[Stored data entries]
::::::::

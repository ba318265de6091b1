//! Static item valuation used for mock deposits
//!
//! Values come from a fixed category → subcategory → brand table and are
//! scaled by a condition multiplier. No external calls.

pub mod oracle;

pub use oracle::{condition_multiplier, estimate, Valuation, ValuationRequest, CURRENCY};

::::::::

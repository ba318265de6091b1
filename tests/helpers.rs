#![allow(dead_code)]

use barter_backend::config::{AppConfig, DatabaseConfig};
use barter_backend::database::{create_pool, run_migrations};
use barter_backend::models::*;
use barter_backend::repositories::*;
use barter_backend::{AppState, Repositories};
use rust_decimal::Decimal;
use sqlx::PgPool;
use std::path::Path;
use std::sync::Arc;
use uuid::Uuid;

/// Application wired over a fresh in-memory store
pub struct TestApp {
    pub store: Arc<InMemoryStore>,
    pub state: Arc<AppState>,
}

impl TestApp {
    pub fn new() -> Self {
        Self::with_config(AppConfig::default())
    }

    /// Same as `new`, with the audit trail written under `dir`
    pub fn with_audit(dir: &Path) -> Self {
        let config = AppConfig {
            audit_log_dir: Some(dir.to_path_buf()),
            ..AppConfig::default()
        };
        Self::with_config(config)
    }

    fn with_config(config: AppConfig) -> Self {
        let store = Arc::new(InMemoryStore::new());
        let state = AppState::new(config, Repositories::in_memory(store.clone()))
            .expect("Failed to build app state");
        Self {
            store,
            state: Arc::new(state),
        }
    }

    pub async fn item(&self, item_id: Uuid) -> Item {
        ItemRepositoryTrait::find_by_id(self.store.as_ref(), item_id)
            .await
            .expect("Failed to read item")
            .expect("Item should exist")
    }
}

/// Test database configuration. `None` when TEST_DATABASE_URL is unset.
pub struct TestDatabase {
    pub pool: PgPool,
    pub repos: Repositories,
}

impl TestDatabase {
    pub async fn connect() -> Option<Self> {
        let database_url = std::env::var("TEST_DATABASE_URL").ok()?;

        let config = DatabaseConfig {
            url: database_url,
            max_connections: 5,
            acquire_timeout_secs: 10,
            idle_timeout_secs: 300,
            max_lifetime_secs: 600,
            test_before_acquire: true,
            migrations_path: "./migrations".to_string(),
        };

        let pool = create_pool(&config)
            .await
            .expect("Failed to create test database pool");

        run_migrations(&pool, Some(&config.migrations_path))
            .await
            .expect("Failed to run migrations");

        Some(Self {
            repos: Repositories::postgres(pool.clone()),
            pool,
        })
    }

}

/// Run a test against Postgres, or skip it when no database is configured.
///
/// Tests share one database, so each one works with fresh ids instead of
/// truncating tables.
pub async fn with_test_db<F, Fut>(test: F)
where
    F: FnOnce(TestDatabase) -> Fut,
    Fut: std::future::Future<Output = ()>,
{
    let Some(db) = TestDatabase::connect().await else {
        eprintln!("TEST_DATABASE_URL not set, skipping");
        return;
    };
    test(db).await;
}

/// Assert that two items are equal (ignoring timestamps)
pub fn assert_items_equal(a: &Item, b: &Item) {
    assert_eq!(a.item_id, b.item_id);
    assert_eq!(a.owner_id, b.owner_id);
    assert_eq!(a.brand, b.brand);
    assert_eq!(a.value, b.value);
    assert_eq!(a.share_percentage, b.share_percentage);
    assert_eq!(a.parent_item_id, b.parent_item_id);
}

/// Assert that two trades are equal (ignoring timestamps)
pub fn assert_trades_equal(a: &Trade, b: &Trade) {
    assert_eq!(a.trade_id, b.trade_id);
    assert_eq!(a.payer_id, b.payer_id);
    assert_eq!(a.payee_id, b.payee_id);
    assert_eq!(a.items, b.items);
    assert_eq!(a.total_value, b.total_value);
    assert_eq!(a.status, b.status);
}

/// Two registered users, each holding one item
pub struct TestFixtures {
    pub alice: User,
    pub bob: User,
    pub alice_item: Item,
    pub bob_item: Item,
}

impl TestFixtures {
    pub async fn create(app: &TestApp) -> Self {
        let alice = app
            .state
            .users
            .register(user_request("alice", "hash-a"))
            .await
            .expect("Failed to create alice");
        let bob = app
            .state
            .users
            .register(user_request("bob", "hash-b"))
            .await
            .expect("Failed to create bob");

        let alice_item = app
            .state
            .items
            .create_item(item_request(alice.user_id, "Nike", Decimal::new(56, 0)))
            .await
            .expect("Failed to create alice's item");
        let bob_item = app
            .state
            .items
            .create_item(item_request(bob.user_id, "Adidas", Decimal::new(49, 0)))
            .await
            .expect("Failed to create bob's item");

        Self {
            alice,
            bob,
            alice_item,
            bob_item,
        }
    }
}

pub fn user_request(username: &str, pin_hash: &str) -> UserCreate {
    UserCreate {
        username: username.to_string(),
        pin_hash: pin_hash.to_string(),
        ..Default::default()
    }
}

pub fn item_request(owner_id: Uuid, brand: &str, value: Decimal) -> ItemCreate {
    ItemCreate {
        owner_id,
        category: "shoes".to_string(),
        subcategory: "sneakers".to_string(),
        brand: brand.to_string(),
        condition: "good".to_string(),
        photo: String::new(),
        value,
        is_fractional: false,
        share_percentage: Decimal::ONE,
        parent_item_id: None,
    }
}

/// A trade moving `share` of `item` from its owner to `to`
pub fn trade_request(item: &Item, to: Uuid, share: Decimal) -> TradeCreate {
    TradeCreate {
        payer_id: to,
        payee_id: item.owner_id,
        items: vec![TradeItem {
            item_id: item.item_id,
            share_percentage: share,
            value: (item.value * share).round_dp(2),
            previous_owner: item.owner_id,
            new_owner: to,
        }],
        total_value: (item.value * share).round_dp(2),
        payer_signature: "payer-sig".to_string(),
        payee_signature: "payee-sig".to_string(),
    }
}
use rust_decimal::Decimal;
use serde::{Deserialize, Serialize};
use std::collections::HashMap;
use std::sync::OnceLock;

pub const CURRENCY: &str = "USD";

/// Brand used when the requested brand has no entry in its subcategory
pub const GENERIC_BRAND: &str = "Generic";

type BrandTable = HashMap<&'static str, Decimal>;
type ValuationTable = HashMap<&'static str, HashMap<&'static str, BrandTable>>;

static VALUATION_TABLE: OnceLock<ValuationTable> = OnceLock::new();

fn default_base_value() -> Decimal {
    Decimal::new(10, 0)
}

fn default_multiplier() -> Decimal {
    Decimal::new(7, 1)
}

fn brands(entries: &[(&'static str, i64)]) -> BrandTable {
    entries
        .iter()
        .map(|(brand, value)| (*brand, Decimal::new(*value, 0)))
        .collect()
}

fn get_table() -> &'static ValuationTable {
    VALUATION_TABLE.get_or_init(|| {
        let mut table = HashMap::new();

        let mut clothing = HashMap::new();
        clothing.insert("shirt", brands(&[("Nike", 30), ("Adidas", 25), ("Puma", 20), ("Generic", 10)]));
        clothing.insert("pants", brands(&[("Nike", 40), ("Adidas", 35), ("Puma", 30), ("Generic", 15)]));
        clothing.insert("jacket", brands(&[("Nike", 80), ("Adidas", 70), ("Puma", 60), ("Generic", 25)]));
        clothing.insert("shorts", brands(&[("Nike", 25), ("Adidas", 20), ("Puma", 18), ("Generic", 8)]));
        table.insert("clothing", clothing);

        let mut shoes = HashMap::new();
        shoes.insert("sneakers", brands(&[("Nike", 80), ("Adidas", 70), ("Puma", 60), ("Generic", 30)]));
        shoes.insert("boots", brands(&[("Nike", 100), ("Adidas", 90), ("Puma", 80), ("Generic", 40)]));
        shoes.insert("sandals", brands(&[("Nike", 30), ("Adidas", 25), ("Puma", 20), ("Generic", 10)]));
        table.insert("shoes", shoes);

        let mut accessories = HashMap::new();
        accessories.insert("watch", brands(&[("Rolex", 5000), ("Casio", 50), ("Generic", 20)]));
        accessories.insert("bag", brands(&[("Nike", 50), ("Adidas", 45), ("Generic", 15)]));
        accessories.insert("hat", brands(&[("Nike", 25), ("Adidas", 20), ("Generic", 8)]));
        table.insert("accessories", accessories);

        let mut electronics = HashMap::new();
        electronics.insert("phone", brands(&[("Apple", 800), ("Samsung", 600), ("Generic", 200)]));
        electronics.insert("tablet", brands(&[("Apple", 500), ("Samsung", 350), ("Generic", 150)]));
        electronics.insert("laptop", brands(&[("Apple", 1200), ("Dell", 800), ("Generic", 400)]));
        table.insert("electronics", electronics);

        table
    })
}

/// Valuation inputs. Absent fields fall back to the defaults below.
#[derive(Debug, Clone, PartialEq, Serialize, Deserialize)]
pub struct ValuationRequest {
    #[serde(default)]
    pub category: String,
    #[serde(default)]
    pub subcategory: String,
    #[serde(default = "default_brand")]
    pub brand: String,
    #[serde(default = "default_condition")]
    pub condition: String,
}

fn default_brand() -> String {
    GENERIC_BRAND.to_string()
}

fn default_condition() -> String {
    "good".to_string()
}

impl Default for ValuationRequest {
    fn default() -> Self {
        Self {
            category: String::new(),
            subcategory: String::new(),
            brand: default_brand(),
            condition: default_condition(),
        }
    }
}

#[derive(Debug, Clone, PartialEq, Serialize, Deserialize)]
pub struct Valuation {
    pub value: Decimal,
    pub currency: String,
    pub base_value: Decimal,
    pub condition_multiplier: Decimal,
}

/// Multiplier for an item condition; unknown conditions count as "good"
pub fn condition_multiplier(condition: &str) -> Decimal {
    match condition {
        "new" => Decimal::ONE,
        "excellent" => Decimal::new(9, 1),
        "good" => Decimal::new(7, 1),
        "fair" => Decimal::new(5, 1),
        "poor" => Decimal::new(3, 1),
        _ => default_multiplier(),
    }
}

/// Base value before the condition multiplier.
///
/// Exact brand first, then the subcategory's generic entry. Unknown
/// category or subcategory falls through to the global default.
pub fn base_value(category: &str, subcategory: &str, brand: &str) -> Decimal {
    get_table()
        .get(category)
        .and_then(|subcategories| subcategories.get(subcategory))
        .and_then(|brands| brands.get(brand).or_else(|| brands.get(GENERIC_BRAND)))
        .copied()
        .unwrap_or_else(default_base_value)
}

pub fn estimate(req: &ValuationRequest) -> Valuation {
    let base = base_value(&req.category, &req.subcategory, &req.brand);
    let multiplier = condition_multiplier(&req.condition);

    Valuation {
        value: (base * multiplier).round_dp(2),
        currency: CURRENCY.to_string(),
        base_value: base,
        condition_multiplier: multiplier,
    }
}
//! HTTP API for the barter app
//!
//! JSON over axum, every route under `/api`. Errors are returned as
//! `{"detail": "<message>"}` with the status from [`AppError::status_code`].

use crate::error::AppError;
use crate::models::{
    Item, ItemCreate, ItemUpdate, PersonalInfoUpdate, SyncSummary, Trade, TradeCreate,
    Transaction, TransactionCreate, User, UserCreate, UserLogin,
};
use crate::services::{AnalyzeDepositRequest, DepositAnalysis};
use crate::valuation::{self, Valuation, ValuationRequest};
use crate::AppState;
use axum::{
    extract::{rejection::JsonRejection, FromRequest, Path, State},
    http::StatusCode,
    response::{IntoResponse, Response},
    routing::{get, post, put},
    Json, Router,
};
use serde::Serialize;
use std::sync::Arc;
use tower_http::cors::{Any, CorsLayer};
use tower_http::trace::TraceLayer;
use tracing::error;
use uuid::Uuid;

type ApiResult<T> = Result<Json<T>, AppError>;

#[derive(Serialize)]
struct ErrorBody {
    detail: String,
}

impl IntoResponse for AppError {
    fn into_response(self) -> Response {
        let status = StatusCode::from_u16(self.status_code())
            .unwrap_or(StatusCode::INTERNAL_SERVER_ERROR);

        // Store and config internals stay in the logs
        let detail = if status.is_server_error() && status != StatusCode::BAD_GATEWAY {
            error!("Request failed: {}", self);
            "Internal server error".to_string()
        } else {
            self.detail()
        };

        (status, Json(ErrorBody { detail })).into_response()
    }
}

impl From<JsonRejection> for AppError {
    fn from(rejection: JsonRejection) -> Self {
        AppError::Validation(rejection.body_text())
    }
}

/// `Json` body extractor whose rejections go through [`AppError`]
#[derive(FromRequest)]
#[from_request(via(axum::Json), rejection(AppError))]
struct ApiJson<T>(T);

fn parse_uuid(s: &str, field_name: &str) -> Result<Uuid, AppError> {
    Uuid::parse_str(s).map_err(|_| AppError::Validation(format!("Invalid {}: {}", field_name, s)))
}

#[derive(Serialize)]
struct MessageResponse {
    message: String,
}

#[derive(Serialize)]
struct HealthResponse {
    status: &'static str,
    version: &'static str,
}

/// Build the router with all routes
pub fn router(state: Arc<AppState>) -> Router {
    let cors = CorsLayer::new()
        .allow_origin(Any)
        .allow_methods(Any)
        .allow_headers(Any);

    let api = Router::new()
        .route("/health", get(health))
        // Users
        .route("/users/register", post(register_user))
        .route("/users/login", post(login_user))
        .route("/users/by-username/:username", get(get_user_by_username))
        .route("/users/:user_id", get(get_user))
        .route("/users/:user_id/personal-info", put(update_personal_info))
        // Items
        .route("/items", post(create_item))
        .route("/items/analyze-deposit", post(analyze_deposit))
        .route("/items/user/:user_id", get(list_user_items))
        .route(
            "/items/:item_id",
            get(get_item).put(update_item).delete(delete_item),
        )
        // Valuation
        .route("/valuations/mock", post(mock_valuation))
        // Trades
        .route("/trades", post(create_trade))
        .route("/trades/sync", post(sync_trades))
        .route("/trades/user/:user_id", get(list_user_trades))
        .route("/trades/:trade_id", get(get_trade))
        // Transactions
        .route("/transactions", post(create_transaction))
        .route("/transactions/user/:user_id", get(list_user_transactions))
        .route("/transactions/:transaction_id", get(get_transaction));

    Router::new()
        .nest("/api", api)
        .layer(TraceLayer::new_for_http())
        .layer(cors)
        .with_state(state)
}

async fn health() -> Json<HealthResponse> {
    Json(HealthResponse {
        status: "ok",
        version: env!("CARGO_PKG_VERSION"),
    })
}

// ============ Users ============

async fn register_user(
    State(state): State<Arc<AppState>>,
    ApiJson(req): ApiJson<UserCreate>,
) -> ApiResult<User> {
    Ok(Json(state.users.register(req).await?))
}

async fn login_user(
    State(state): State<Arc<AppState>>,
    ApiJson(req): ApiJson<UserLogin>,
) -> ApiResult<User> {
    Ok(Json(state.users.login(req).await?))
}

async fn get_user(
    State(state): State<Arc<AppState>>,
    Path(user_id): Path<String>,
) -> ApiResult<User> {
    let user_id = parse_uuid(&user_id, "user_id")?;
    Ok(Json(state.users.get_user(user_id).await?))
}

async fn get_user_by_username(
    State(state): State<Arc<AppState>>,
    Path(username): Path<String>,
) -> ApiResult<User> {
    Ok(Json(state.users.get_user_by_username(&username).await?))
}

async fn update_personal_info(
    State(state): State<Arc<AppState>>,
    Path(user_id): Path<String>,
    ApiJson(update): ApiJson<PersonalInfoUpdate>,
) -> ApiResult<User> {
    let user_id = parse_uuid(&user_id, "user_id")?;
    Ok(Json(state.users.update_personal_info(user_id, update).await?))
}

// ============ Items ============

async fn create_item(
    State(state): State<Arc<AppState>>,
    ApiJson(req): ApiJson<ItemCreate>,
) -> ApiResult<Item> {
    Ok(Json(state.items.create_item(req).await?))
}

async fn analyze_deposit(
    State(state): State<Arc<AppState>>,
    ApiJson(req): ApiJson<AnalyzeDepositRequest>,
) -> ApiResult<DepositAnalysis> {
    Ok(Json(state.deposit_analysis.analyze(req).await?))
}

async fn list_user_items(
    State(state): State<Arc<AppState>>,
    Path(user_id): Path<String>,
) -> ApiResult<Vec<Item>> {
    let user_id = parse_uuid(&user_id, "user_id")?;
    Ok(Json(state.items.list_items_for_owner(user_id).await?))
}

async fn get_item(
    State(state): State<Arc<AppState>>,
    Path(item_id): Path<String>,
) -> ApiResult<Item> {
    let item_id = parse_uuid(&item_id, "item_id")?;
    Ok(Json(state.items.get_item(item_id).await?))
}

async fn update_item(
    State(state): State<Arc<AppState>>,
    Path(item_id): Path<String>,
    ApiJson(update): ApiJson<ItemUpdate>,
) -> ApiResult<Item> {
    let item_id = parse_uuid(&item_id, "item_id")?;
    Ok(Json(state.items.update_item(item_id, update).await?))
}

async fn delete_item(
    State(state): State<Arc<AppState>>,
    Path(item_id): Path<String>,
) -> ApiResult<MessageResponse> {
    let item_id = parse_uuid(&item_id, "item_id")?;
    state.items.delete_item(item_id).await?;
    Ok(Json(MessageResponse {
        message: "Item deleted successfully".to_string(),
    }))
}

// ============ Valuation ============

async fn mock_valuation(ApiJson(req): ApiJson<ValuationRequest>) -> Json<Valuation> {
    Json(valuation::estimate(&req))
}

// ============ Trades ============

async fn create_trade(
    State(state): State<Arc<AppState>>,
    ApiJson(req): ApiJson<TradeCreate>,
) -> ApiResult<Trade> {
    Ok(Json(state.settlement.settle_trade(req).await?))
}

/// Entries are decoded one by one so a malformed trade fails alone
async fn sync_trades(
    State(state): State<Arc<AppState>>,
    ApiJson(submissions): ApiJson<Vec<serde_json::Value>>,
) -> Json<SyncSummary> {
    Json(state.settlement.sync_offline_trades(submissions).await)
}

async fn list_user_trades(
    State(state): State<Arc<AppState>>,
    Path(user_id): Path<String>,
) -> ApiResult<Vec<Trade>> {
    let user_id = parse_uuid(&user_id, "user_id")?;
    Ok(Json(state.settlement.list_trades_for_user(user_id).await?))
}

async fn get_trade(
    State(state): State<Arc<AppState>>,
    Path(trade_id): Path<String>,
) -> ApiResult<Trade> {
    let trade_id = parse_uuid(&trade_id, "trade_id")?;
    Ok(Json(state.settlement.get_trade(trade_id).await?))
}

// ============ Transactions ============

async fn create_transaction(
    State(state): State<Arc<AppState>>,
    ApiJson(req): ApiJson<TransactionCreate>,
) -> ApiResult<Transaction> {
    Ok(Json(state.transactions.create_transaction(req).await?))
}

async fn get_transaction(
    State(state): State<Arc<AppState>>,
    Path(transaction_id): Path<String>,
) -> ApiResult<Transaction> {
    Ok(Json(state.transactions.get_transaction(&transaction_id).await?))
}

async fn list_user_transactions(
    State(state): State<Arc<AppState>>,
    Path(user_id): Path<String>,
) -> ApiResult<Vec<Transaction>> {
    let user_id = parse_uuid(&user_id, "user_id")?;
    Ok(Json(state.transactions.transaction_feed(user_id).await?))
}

::::::::

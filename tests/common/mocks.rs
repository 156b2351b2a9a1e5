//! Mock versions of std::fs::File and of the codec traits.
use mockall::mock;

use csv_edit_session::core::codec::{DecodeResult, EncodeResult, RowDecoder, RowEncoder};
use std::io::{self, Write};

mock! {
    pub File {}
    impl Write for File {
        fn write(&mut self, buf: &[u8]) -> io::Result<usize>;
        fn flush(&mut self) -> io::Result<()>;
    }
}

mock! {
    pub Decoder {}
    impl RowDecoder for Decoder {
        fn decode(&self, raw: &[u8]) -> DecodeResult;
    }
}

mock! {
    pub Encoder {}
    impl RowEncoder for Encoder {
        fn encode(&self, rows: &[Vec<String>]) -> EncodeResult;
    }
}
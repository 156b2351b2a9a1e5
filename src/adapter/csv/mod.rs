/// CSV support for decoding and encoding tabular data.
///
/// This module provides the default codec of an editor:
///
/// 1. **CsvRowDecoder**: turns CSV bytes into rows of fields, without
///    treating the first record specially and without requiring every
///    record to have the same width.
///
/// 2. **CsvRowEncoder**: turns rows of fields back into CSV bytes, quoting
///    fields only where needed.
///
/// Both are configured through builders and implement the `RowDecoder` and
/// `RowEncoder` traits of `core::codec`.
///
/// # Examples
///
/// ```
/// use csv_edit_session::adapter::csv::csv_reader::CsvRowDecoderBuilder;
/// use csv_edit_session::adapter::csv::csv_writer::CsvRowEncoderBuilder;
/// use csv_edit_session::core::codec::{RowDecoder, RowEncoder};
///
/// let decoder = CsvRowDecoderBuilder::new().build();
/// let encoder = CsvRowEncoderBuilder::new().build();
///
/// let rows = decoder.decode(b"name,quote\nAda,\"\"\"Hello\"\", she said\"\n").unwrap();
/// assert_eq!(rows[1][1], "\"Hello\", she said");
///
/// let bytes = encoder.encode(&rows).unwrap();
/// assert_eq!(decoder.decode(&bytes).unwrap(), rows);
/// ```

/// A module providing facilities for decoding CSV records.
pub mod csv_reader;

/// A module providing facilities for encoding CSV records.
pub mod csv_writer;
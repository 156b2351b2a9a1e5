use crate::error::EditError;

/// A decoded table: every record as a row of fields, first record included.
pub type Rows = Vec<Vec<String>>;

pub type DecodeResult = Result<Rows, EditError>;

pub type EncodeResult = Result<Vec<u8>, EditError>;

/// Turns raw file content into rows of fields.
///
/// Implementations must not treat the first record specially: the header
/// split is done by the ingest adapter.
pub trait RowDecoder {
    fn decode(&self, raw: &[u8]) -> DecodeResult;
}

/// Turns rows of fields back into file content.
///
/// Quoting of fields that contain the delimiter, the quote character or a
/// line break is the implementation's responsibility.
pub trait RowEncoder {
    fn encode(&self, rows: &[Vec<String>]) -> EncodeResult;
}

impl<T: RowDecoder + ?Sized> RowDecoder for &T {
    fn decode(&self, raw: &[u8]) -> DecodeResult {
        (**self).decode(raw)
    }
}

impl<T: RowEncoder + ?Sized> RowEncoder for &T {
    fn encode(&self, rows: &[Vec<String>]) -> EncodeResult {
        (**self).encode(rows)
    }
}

::::::::

**WHAT TO PRODUCE:**
Wherever "const" appears in a line of the entries, copy that line.

**ANSWER FOR THIS EXERCISE:**
pub const CURRENCY: &str = "USD";
pub const GENERIC_BRAND: &str = "Generic";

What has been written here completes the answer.